C'est à la lueur d'une simple torche que Syllid nous a guidés à travers un dédale de couloirs humides. Au terme de ce périple peu rassurant, au cours duquel j'ai senti quelques rats passer entre mes jambes, Syllid s'est arrêtée devant une porte scellée par un cadenas. Encore plus qu'à la surface, j'avais l'impression d'avoir affaire à la face cachée de la ville, sa face terne. Cela était encore plus vrai alors que derrière cette porte j'entendais s'échapper quelques gémissements et plaintes lugubres.

— Qu'est ce que c'est ? Ai-je demandé.
— Nous avons aménagé cette partie de l'hôtel de ville. Nous y mettons à l'écart des sujets. Nous tentons de comprendre comment guérir les victimes des créatures créées par Elistar.
Créatures...
Un frisson est parti de mon coccyx et remonté vers ma nuque
Syllid a enfoncé la clé dans le cadenas, puis elle s'est tournée vers moi.
— Sache que ce que tu t'apprêtes à voir ne doit pas être connu de nos sujets. Il y a des rumeurs qui courent, mais nous tentons de les contenir. Tu vois Clément, la peur est une arme plus puissante qu'une épée.
La peur ? Que voulait-elle dire ? Je m'attendais au pire.
— Tu vas comprendre.
Et la Dryade a tourné la clé en fer et la porte s'est ouverte dans un couinement métallique.
Je m'étais préparé à un choc.
Mais la vision m'a quand même saisi d'épouvante.
La salle en question était une cellule, une prison.
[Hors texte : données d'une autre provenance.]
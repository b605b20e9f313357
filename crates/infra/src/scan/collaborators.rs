//! Narrow interfaces to the systems a partition worker consumes.
//!
//! Content extraction, detection, storage adapters and delivery channels live
//! outside the scheduler. The worker loop only sees these traits.

use std::collections::BTreeMap;
use std::sync::{PoisonError, RwLock};
use std::time::Duration;

use async_trait::async_trait;
use chrono::{DateTime, Utc};
use serde::{Deserialize, Serialize};
use tokio::sync::broadcast;

use scanflow_core::{PartitionId, ScanJobId, TenantId, WorkStatus};

use super::types::{PartitionProgress, PartitionSpec, RiskTier, ScanSummary};

/// One candidate file yielded by an inventory provider.
#[derive(Debug, Clone, PartialEq, Eq, Serialize, Deserialize)]
pub struct FileDescriptor {
    /// Keyspace path; also the pagination cursor.
    pub path: String,
    pub size: u64,
    pub modified: Option<DateTime<Utc>>,
}

impl FileDescriptor {
    pub fn new(path: impl Into<String>, size: u64) -> Self {
        Self {
            path: path.into(),
            size,
            modified: None,
        }
    }
}

/// Detection result for one file.
#[derive(Debug, Clone, Copy, Default, PartialEq, Eq, Serialize, Deserialize)]
pub struct FileFindings {
    pub total_entities: u64,
    pub risk_tier: Option<RiskTier>,
}

#[derive(Debug, Clone, PartialEq, Eq, thiserror::Error)]
pub enum ProviderError {
    #[error("inventory unavailable: {0}")]
    Unavailable(String),
    #[error("invalid partition spec: {0}")]
    InvalidSpec(String),
}

#[derive(Debug, Clone, PartialEq, Eq, thiserror::Error)]
pub enum PipelineError {
    #[error("content extraction failed: {0}")]
    Extraction(String),
    #[error("detection failed: {0}")]
    Detection(String),
}

#[derive(Debug, Clone, PartialEq, Eq, thiserror::Error)]
pub enum NotifyError {
    #[error("notification channel closed")]
    Closed,
    #[error("notification failed: {0}")]
    Failed(String),
}

#[derive(Debug, Clone, PartialEq, Eq, thiserror::Error)]
pub enum HookError {
    #[error("hook failed: {0}")]
    Failed(String),
    #[error("hook timed out after {0:?}")]
    TimedOut(Duration),
}

/// Yields the files of one partition in ascending path order.
///
/// Keyset-paginated on `after` (exclusive) so a restarted partition continues
/// from its last processed path without coordinating with its siblings.
#[async_trait]
pub trait InventoryProvider: Send + Sync {
    async fn next_batch(
        &self,
        spec: &PartitionSpec,
        after: Option<&str>,
        limit: usize,
    ) -> Result<Vec<FileDescriptor>, ProviderError>;
}

/// Content extraction + entity detection for one file.
#[async_trait]
pub trait DetectionPipeline: Send + Sync {
    async fn process(&self, file: &FileDescriptor) -> Result<FileFindings, PipelineError>;
}

/// What a progress message describes.
#[derive(Debug, Clone, PartialEq, Eq, Serialize)]
#[serde(tag = "kind", rename_all = "snake_case")]
pub enum Progress {
    Partition {
        partition_id: PartitionId,
        partition_index: u32,
        total_partitions: u32,
        counters: PartitionProgress,
    },
    Summary(ScanSummary),
}

/// Best-effort `{job_id, status, progress}` push.
#[derive(Debug, Clone, PartialEq, Eq, Serialize)]
pub struct ProgressUpdate {
    pub tenant_id: TenantId,
    pub job_id: ScanJobId,
    pub status: WorkStatus,
    pub progress: Progress,
}

#[async_trait]
pub trait ProgressNotifier: Send + Sync {
    async fn notify(&self, update: ProgressUpdate) -> Result<(), NotifyError>;
}

/// One-time side effect run after a scan job is aggregated.
#[async_trait]
pub trait CompletionHook: Send + Sync {
    fn name(&self) -> &str;

    async fn run(&self, job_id: ScanJobId, tenant_id: TenantId) -> Result<(), HookError>;
}

/// Drops every update.
#[derive(Debug, Clone, Copy, Default)]
pub struct NoopNotifier;

#[async_trait]
impl ProgressNotifier for NoopNotifier {
    async fn notify(&self, _update: ProgressUpdate) -> Result<(), NotifyError> {
        Ok(())
    }
}

/// Lossy fan-out to in-process subscribers (e.g. a websocket/SSE layer).
///
/// Updates sent while nobody is subscribed are dropped.
#[derive(Debug, Clone)]
pub struct BroadcastNotifier {
    tx: broadcast::Sender<ProgressUpdate>,
}

impl BroadcastNotifier {
    pub fn new(capacity: usize) -> Self {
        let (tx, _rx) = broadcast::channel(capacity.max(1));
        Self { tx }
    }

    pub fn subscribe(&self) -> broadcast::Receiver<ProgressUpdate> {
        self.tx.subscribe()
    }
}

#[async_trait]
impl ProgressNotifier for BroadcastNotifier {
    async fn notify(&self, update: ProgressUpdate) -> Result<(), NotifyError> {
        if self.tx.receiver_count() == 0 {
            return Ok(());
        }
        self.tx.send(update).map(|_| ()).map_err(|_| NotifyError::Closed)
    }
}

/// Sorted in-memory file listing for tests/dev.
#[derive(Debug, Default)]
pub struct InMemoryInventory {
    files: RwLock<BTreeMap<String, FileDescriptor>>,
}

impl InMemoryInventory {
    pub fn new() -> Self {
        Self::default()
    }

    pub fn with_files(files: impl IntoIterator<Item = FileDescriptor>) -> Self {
        let inventory = Self::new();
        for file in files {
            inventory.add(file);
        }
        inventory
    }

    pub fn add(&self, file: FileDescriptor) {
        self.files
            .write()
            .unwrap_or_else(PoisonError::into_inner)
            .insert(file.path.clone(), file);
    }

    pub fn len(&self) -> usize {
        self.files.read().unwrap_or_else(PoisonError::into_inner).len()
    }

    pub fn is_empty(&self) -> bool {
        self.len() == 0
    }
}

#[async_trait]
impl InventoryProvider for InMemoryInventory {
    async fn next_batch(
        &self,
        spec: &PartitionSpec,
        after: Option<&str>,
        limit: usize,
    ) -> Result<Vec<FileDescriptor>, ProviderError> {
        let files = self.files.read().unwrap_or_else(PoisonError::into_inner);
        Ok(files
            .values()
            .filter(|f| after.is_none_or(|a| f.path.as_str() > a))
            .filter(|f| spec.contains(&f.path))
            .take(limit)
            .cloned()
            .collect())
    }
}

#[cfg(test)]
mod tests {
    use super::*;

    fn inventory() -> InMemoryInventory {
        InMemoryInventory::with_files(
            ["data/d", "data/a", "data/c", "data/b", "other/x"]
                .into_iter()
                .map(|p| FileDescriptor::new(p, 10)),
        )
    }

    #[tokio::test]
    async fn pages_in_path_order_after_cursor() {
        let inv = inventory();
        let spec = PartitionSpec::whole("data/");

        let first = inv.next_batch(&spec, None, 2).await.unwrap();
        let paths: Vec<_> = first.iter().map(|f| f.path.as_str()).collect();
        assert_eq!(paths, ["data/a", "data/b"]);

        let second = inv.next_batch(&spec, Some("data/b"), 10).await.unwrap();
        let paths: Vec<_> = second.iter().map(|f| f.path.as_str()).collect();
        assert_eq!(paths, ["data/c", "data/d"]);

        assert!(inv.next_batch(&spec, Some("data/d"), 10).await.unwrap().is_empty());
    }

    #[tokio::test]
    async fn respects_key_range() {
        let inv = inventory();
        let ranges = PartitionSpec::key_ranges("data/", &["data/c"]);

        let low = inv.next_batch(&ranges[0], None, 10).await.unwrap();
        let high = inv.next_batch(&ranges[1], None, 10).await.unwrap();
        assert_eq!(low.len(), 2);
        assert_eq!(high.len(), 2);
        assert_eq!(high[0].path, "data/c");
    }

    #[tokio::test]
    async fn broadcast_without_subscribers_is_ok() {
        let notifier = BroadcastNotifier::new(8);
        let update = ProgressUpdate {
            tenant_id: TenantId::new(),
            job_id: ScanJobId::new(),
            status: WorkStatus::Running,
            progress: Progress::Partition {
                partition_id: PartitionId::new(),
                partition_index: 0,
                total_partitions: 1,
                counters: PartitionProgress::default(),
            },
        };
        notifier.notify(update.clone()).await.unwrap();

        let mut rx = notifier.subscribe();
        notifier.notify(update.clone()).await.unwrap();
        assert_eq!(rx.recv().await.unwrap(), update);
    }
}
Dans le centre de la pièce, il y avait juste une table, sur laquelle étaient posées quelque potions et flasques. Juste à côté, un grimoire reposait sur un pupitre, ouvert sur des pages qui illustraient des parties de l'anatomie humaine.
Mais c'est... cette chose qui était recroquevillée derrière les lourds barreaux en fer de la cellule qui a capté mon regard.
Cette créature humanoïde se tenait recourbée au fond de la geôle, en état de catatonie. Elle était si maigre qu'on ne voyait qu'un mince filet de peau recouvrir un squelette dont les os saillaient presque au point de transpercer l'épiderme. Elle était totalement glabre, hormis les quelques touffes éparses qui jaillissaient sur le haut de son crâne. Le pauvre était juste habillé d'un linge au niveau du bas ventre.
Mais le plus horrible ce n'était pas la maigreur.
Niché à la base de sa nuque, ce qui ressemblait à une araignée noire et velue, semblait enchâssé dans son corps et étendait ses longues pattes, véritables pompes, autour de sa cage thoracique... en dessous de la peau.
J'étais sans voix. Le corps et les pattes de la bête pulsaient et se coordonnaient à la rauque respiration de la chose.
Et j'ai compris l'horreur de ce que j'avais devant les yeux.
L'araignée devait être un parasite greffé à son hôte, un humain.
Syllid a rompu le silence.
— C'est un contrôlé, c'est comme cela qu'on les appelle. Il y en a de plus en plus. Ces parasites sont fréquents dans les zones sous l'influence d'Elistar. Une fois la bête logée dans le cou, elle prend le contrôle de la personne qui obéit alors à la volonté d'Elistar. Malheureusement, si on tente de la retirer... son hôte meurt. Tout ce que nous pouvons faire, c'est trouver des calmants. Celui-ci est inoffensif... pour le moment.
Je n'arrivais pas à détacher les yeux de ce pauvre homme dans sa cellule.
Syllid s'est tourné vers moi. Ses yeux étaient humides.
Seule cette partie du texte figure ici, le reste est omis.